9. The accused is first offender and had pleaded guilty at the earliest opportunity. Counsel urged the Court to take into account that the accused’s plea of guilt had averted a potentially lengthy trial. As for his personal mitigating factors, counsel informed that the accused had resigned as Chairman and Managing Director of BML on 21 January 2006. The accused will also be giving an undertaking that he will not hold any directorship in any public listed company for a period of 5 years from the date of these proceedings. Notwithstanding this, defence conceded that, as of today, the accused is still the major shareholder of BML and both his wife Mdm Tan Poh Eng and his two brothers are directors of BML. The accused’s wife was appointed a board director on 15 Nov 2005, which was after the accused was first charged in court on 6 September 2005. Counsel urged the Court to take into account the accused’s contributions and sacrifices that the accused had made in building up BML into one of the most successful public companies in the world today[note: i] with a market capitalization of about $150 million, employing about 2800 people worldwide. According to accused, he epitomized the spirit of entrepreneurship, in rising from an ‘A’ Level holder to form and manage a Forbes Asia’s world top 200 public companies. The accused also tendered to the Court a copy of the chapter on his success story in the book “Grit Success- Stories of Millionaires in Our Neighborhood” and the newspaper cutting on BML being awarded the Enterprise 50 award. Counsel also submitted that in one instance in 1998, accused had made personal financial sacrifice to protect the financial well being of BML in executing a personal indemnity when BML decided to invest in equity shares of US corporations. That had resulted in him paying from his own pocket a sum of S$5.119 million to indemnify BML for its investment loss.[note: ii] A testimonial on the accused describing him as a man of integrity and one with a passion in managing BML was also tendered.
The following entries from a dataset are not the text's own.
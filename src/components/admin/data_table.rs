use leptos::*;

/// One rendered row: the entity id plus pre-formatted cell text.
#[derive(Clone, Debug, PartialEq)]
pub struct TableRow {
    pub id: i64,
    pub cells: Vec<String>,
}

/// The shared back-office table. Every admin tab feeds it formatted rows
/// and hooks the edit/delete actions.
#[component]
pub fn DataTable(
    headers: Vec<&'static str>,
    rows: Signal<Vec<TableRow>>,
    #[prop(optional, into)] on_edit: Option<Callback<i64>>,
    #[prop(optional, into)] on_delete: Option<Callback<i64>>,
) -> impl IntoView {
    let has_actions = on_edit.is_some() || on_delete.is_some();
    view! {
        <table class="data-table">
            <thead>
                <tr>
                    {headers.iter().map(|h| view! { <th>{ *h }</th> }).collect::<Vec<_>>()}
                    {has_actions.then(|| view! { <th>{ "Actions" }</th> })}
                </tr>
            </thead>
            <tbody>
                {move || rows.get().into_iter().map(|row| {
                    let id = row.id;
                    view! {
                        <tr>
                            {row.cells.iter().map(|cell| view! {
                                <td>{ cell.clone() }</td>
                            }).collect::<Vec<_>>()}
                            {has_actions.then(|| view! {
                                <td class="actions">
                                    {on_edit.map(|cb| view! {
                                        <button on:click=move |_| cb.call(id)>{ "Edit" }</button>
                                    })}
                                    {on_delete.map(|cb| view! {
                                        <button class="danger" on:click=move |_| cb.call(id)>
                                            { "Delete" }
                                        </button>
                                    })}
                                </td>
                            })}
                        </tr>
                    }
                }).collect::<Vec<_>>()}
            </tbody>
        </table>
    }
}

/// Modal wrapper for the create/edit forms. Visibility is owned by the
/// calling tab.
#[component]
pub fn Modal(title: String, open: RwSignal<bool>, children: Children) -> impl IntoView {
    view! {
        <div class="modal-backdrop" style:display={move || if open.get() { "flex" } else { "none" }}>
            <div class="modal">
                <div class="modal-header">
                    <h3>{ title }</h3>
                    <button on:click=move |_| open.set(false)>{ "X" }</button>
                </div>
                <div class="modal-body">{ children() }</div>
            </div>
        </div>
    }
}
10. With regard to the circumstances leading to the commission of the SFA offences, counsel informed that the accused had, in August 2003, done a placement and sale of a block of 3 million shares from his son’s account to DMG & Partners Securities Pte Ltd. Counsel claimed that the accused had bought the shares at the material times because he was eager to replenish the BML shares in his son’s account. This was part of the progressive share purchases that he made since 2 Oct 2003. Counsel conceded that the accused himself decided on the timing of his share purchases. The accused had thought it was all right for him to purchase the shares on his son’s behalf as some research analysts had been generally briefed of the performance of the company BML and these reports would be disseminated to those who are regular investors. Counsel tried to suggest that the information was not so material by tendering in various reports by research analysts and stockbroking houses suggesting profit guidance of BML’s year end results and net profit forecasts of $20.6 million[note: iii], $20.8 million[note: iv], $20.9 million[note: v] and $21 million[note: vi], which Counsel submitted was available to the investors, were in line with and not materially different from the actual results of $21.3 million released on 2 December 2003. Counsel urged the Court to take into account these three mitigating factors namely: one, that there was minimal influence or impact of such price sensitive information on persons who commonly invest in securities in deciding whether or not...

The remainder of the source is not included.